Specific eligibility requirements are set out in
relation to:
- persons with permanent physical or mental incapacity
(subclause 21(3))
- persons aged 60 or over or with a hearing, speech or sight
impairment (subclause 21(4))
- persons aged under 18 (subclause 21(5))
- persons born to a former Australian citizen (subclause
21(6))
- persons born in Papua (subclause 21(7)),
and
- stateless persons (subclause 21(8)).
In order for a person to be eligible for
citizenship under subclauses 21(2), (3) and (4), the person must
satisfy the residency requirement in clause 22.
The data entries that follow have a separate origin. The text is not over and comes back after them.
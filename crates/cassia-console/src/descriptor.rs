//! Declarative descriptor of the product property resource.
//!
//! The resource is described as ordered lists of small configuration records:
//! form fields with their constraints and defaults, table columns with their
//! rendering rule, the trashed filter, row and bulk actions, and the route
//! map of the four logical pages. A generic renderer (`crate::render`)
//! consumes the column list; the page handlers (`crate::v1::property`)
//! compose the rest.

use serde::Serialize;
use serde_json::{Value, json};

use cassia_product::enums::{DisplayEnum, EnumOption, PropertyStatus, PropertyType};
use cassia_product::service::property_query::GroupOption;

use crate::labels;

pub const RESOURCE_PREFIX: &str = "/product-properties";

// Logical page routes, relative to the resource scope.
pub const INDEX_PATH: &str = "";
pub const CREATE_PATH: &str = "/create";
pub const VIEW_PATH: &str = "/{id}";
pub const EDIT_PATH: &str = "/{id}/edit";

/// Row-click navigation is disabled; records are reached only through the
/// explicit view/edit actions.
pub const RECORD_URL: Option<&'static str> = None;

#[derive(Debug, Clone, PartialEq, Serialize)]
#[serde(rename_all = "camelCase", tag = "kind", rename_all_fields = "camelCase")]
pub enum FieldKind {
    /// Inline radio group over an enum's options.
    Radio { options: Vec<EnumOption> },
    Text { max_length: usize },
    /// Relation select with eager-preloaded options, searchable by the
    /// related record's name.
    Select {
        relation: &'static str,
        search_by: &'static str,
        options: Vec<GroupOption>,
        nullable: bool,
    },
    /// Yes/no radio pair.
    BooleanRadio,
    Integer,
}

#[derive(Debug, Clone, PartialEq, Serialize)]
#[serde(rename_all = "camelCase")]
pub struct FieldSchema {
    pub name: &'static str,
    pub label: String,
    pub required: bool,
    #[serde(skip_serializing_if = "Option::is_none")]
    pub default: Option<Value>,
    #[serde(flatten)]
    pub kind: FieldKind,
}

#[derive(Debug, Clone, PartialEq, Serialize)]
#[serde(rename_all = "camelCase", tag = "kind", rename_all_fields = "camelCase")]
pub enum ColumnKind {
    Text {
        copyable: bool,
        sortable: bool,
        searchable: bool,
        numeric: bool,
    },
    /// Colored label resolved through the value's `DisplayEnum` impl.
    Badge,
    /// Boolean glyph.
    BooleanIcon,
}

impl ColumnKind {
    fn plain_text() -> Self {
        ColumnKind::Text {
            copyable: false,
            sortable: false,
            searchable: false,
            numeric: false,
        }
    }
}

#[derive(Debug, Clone, PartialEq, Serialize)]
#[serde(rename_all = "camelCase")]
pub struct ColumnSchema {
    pub key: &'static str,
    pub label: String,
    #[serde(flatten)]
    pub kind: ColumnKind,
}

#[derive(Debug, Clone, PartialEq, Eq, Serialize)]
#[serde(rename_all = "camelCase")]
pub struct FilterOption {
    pub value: &'static str,
    pub label: &'static str,
}

#[derive(Debug, Clone, PartialEq, Eq, Serialize)]
#[serde(rename_all = "camelCase")]
pub struct FilterSchema {
    pub name: &'static str,
    pub label: String,
    pub options: Vec<FilterOption>,
}

#[derive(Debug, Clone, PartialEq, Eq, Serialize)]
#[serde(rename_all = "camelCase")]
pub struct ActionSchema {
    pub name: &'static str,
    pub label: String,
}

#[derive(Debug, Clone, PartialEq, Eq, Serialize)]
#[serde(rename_all = "camelCase")]
pub struct RouteDef {
    pub name: &'static str,
    pub path: &'static str,
}

fn field_label(key: &str) -> String {
    labels::trans(key).to_string()
}

/// Ordered create/edit form fields. Group options are preloaded by the
/// caller so the select ships with its choices.
pub fn form_schema(group_options: Vec<GroupOption>) -> Vec<FieldSchema> {
    vec![
        FieldSchema {
            name: "type",
            label: field_label("product-property.fields.type"),
            required: true,
            default: Some(json!(PropertyType::default().value())),
            kind: FieldKind::Radio {
                options: PropertyType::options(),
            },
        },
        FieldSchema {
            name: "name",
            label: field_label("product-property.fields.name"),
            required: true,
            default: None,
            kind: FieldKind::Text { max_length: 255 },
        },
        FieldSchema {
            name: "description",
            label: field_label("product-property.fields.description"),
            required: false,
            default: None,
            kind: FieldKind::Text { max_length: 255 },
        },
        FieldSchema {
            name: "unit",
            label: field_label("product-property.fields.unit"),
            required: false,
            default: None,
            kind: FieldKind::Text { max_length: 10 },
        },
        FieldSchema {
            name: "groupId",
            label: field_label("product-property.fields.group.name"),
            required: false,
            default: None,
            kind: FieldKind::Select {
                relation: "group",
                search_by: "name",
                options: group_options,
                nullable: true,
            },
        },
        FieldSchema {
            name: "isAllowMultiple",
            label: field_label("product-property.fields.is_allow_multiple"),
            required: true,
            default: Some(json!(false)),
            kind: FieldKind::BooleanRadio,
        },
        FieldSchema {
            name: "isAllowAlias",
            label: field_label("product-property.fields.is_allow_alias"),
            required: true,
            default: Some(json!(false)),
            kind: FieldKind::BooleanRadio,
        },
        FieldSchema {
            name: "sort",
            label: field_label("product-property.fields.sort"),
            required: true,
            default: Some(json!(0)),
            kind: FieldKind::Integer,
        },
        FieldSchema {
            name: "status",
            label: field_label("product-property.fields.status"),
            required: true,
            default: Some(json!(PropertyStatus::default().value())),
            kind: FieldKind::Radio {
                options: PropertyStatus::options(),
            },
        },
    ]
}

/// Ordered list-table columns.
pub fn table_schema() -> Vec<ColumnSchema> {
    vec![
        ColumnSchema {
            key: "id",
            label: field_label("product-property.fields.id"),
            kind: ColumnKind::Text {
                copyable: true,
                sortable: true,
                searchable: false,
                numeric: false,
            },
        },
        ColumnSchema {
            key: "group.name",
            label: field_label("product-property.fields.group.name"),
            kind: ColumnKind::Text {
                copyable: false,
                sortable: false,
                searchable: false,
                numeric: true,
            },
        },
        ColumnSchema {
            key: "type",
            label: field_label("product-property.fields.type"),
            kind: ColumnKind::Badge,
        },
        ColumnSchema {
            key: "name",
            label: field_label("product-property.fields.name"),
            kind: ColumnKind::Text {
                copyable: false,
                sortable: false,
                searchable: true,
                numeric: false,
            },
        },
        ColumnSchema {
            key: "unit",
            label: field_label("product-property.fields.unit"),
            kind: ColumnKind::plain_text(),
        },
        ColumnSchema {
            key: "isAllowMultiple",
            label: field_label("product-property.fields.is_allow_multiple"),
            kind: ColumnKind::BooleanIcon,
        },
        ColumnSchema {
            key: "isAllowAlias",
            label: field_label("product-property.fields.is_allow_alias"),
            kind: ColumnKind::BooleanIcon,
        },
        ColumnSchema {
            key: "sort",
            label: field_label("product-property.fields.sort"),
            kind: ColumnKind::Text {
                copyable: false,
                sortable: true,
                searchable: false,
                numeric: false,
            },
        },
        ColumnSchema {
            key: "status",
            label: field_label("product-property.fields.status"),
            kind: ColumnKind::Badge,
        },
    ]
}

/// The single built-in filter: soft-delete visibility.
pub fn filters() -> Vec<FilterSchema> {
    vec![FilterSchema {
        name: "trashed",
        label: field_label("product-property.filters.trashed"),
        options: vec![
            FilterOption {
                value: "withTrashed",
                label: "With trashed",
            },
            FilterOption {
                value: "onlyTrashed",
                label: "Only trashed",
            },
            FilterOption {
                value: "withoutTrashed",
                label: "Without trashed",
            },
        ],
    }]
}

pub fn row_actions() -> Vec<ActionSchema> {
    vec![
        ActionSchema {
            name: "view",
            label: field_label("product-property.actions.view"),
        },
        ActionSchema {
            name: "edit",
            label: field_label("product-property.actions.edit"),
        },
    ]
}

pub fn bulk_actions() -> Vec<ActionSchema> {
    vec![
        ActionSchema {
            name: "delete",
            label: field_label("product-property.actions.delete"),
        },
        ActionSchema {
            name: "forceDelete",
            label: field_label("product-property.actions.force-delete"),
        },
        ActionSchema {
            name: "restore",
            label: field_label("product-property.actions.restore"),
        },
    ]
}

/// Route map of the four logical pages.
pub fn routes() -> Vec<RouteDef> {
    vec![
        RouteDef {
            name: "index",
            path: INDEX_PATH,
        },
        RouteDef {
            name: "create",
            path: CREATE_PATH,
        },
        RouteDef {
            name: "view",
            path: VIEW_PATH,
        },
        RouteDef {
            name: "edit",
            path: EDIT_PATH,
        },
    ]
}

#[cfg(test)]
mod tests {
    use super::*;

    #[test]
    fn test_form_field_order_and_constraints() {
        let form = form_schema(vec![]);
        let names: Vec<&str> = form.iter().map(|f| f.name).collect();
        assert_eq!(
            names,
            vec![
                "type",
                "name",
                "description",
                "unit",
                "groupId",
                "isAllowMultiple",
                "isAllowAlias",
                "sort",
                "status"
            ]
        );

        assert!(form[0].required);
        assert_eq!(form[0].default, Some(json!("select")));
        assert_eq!(form[1].kind, FieldKind::Text { max_length: 255 });
        assert!(form[1].required);
        assert!(!form[2].required);
        assert_eq!(form[3].kind, FieldKind::Text { max_length: 10 });
        assert_eq!(form[7].default, Some(json!(0)));
        assert_eq!(form[8].default, Some(json!("enable")));
    }

    #[test]
    fn test_group_select_is_nullable_and_searchable_by_name() {
        let options = vec![GroupOption {
            value: 1,
            label: "Basic".to_string(),
        }];
        let form = form_schema(options.clone());
        match &form[4].kind {
            FieldKind::Select {
                relation,
                search_by,
                options: preloaded,
                nullable,
            } => {
                assert_eq!(*relation, "group");
                assert_eq!(*search_by, "name");
                assert_eq!(preloaded, &options);
                assert!(*nullable);
            }
            other => panic!("unexpected kind: {:?}", other),
        }
    }

    #[test]
    fn test_table_column_order() {
        let columns = table_schema();
        let keys: Vec<&str> = columns.iter().map(|c| c.key).collect();
        assert_eq!(
            keys,
            vec![
                "id",
                "group.name",
                "type",
                "name",
                "unit",
                "isAllowMultiple",
                "isAllowAlias",
                "sort",
                "status"
            ]
        );
    }

    #[test]
    fn test_id_column_is_copyable_and_sortable() {
        let columns = table_schema();
        assert_eq!(
            columns[0].kind,
            ColumnKind::Text {
                copyable: true,
                sortable: true,
                searchable: false,
                numeric: false,
            }
        );
    }

    #[test]
    fn test_badge_columns() {
        let columns = table_schema();
        assert_eq!(columns[2].kind, ColumnKind::Badge);
        assert_eq!(columns[8].kind, ColumnKind::Badge);
    }

    #[test]
    fn test_record_url_disabled() {
        assert!(RECORD_URL.is_none());
    }

    #[test]
    fn test_route_map() {
        let routes = routes();
        let map: Vec<(&str, &str)> = routes.iter().map(|r| (r.name, r.path)).collect();
        assert_eq!(
            map,
            vec![
                ("index", ""),
                ("create", "/create"),
                ("view", "/{id}"),
                ("edit", "/{id}/edit"),
            ]
        );
    }

    #[test]
    fn test_filter_and_actions() {
        let filters = filters();
        assert_eq!(filters.len(), 1);
        assert_eq!(filters[0].name, "trashed");
        assert_eq!(filters[0].options.len(), 3);

        let actions: Vec<&str> = row_actions().iter().map(|a| a.name).collect();
        assert_eq!(actions, vec!["view", "edit"]);

        let bulk: Vec<&str> = bulk_actions().iter().map(|a| a.name).collect();
        assert_eq!(bulk, vec!["delete", "forceDelete", "restore"]);
    }

    #[test]
    fn test_field_kind_serialization_shape() {
        let form = form_schema(vec![]);
        let json = serde_json::to_value(&form[0]).unwrap();
        assert_eq!(json["kind"], "radio");
        assert_eq!(json["name"], "type");
        assert!(json["options"].is_array());
    }
}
That requirement is that the person has been in Australia as a
permanent resident for a total of (subclause
22(1)):
- one of the two years prior to making the application for
citizenship, and
- three of the five years prior to making the application for
citizenship.
Exemptions and limitations to this residency period are set out
in subclauses 22(2) (9), and include:
- that the three years in the past five years requirement does
not apply where a person was born in Australia or was previously an
Australian citizen (subclause 22(2))
- a Ministerial discretion to treat a period as time in Australia
as a permanent resident where the person:
- was present in Australia, and
- will suffer significant hardship or disadvantage if the period
is not treated as a period in Australia as a permanent resident
(subclause 22(6))
- a Ministerial discretion to treat a period of not more than 12
months as time in Australia as a permanent resident where the
person:
- was present in Australia, and
- was engaged in activities during that period which were
beneficial to Australia (subclause 22(7)).
Clause 23 sets out the
relevant defence service requirements, being that the person
has:
- completed either three months in the permanent forces of the
Commonwealth, or six months as a reserve, or
- has been discharged as medically unfit for the service.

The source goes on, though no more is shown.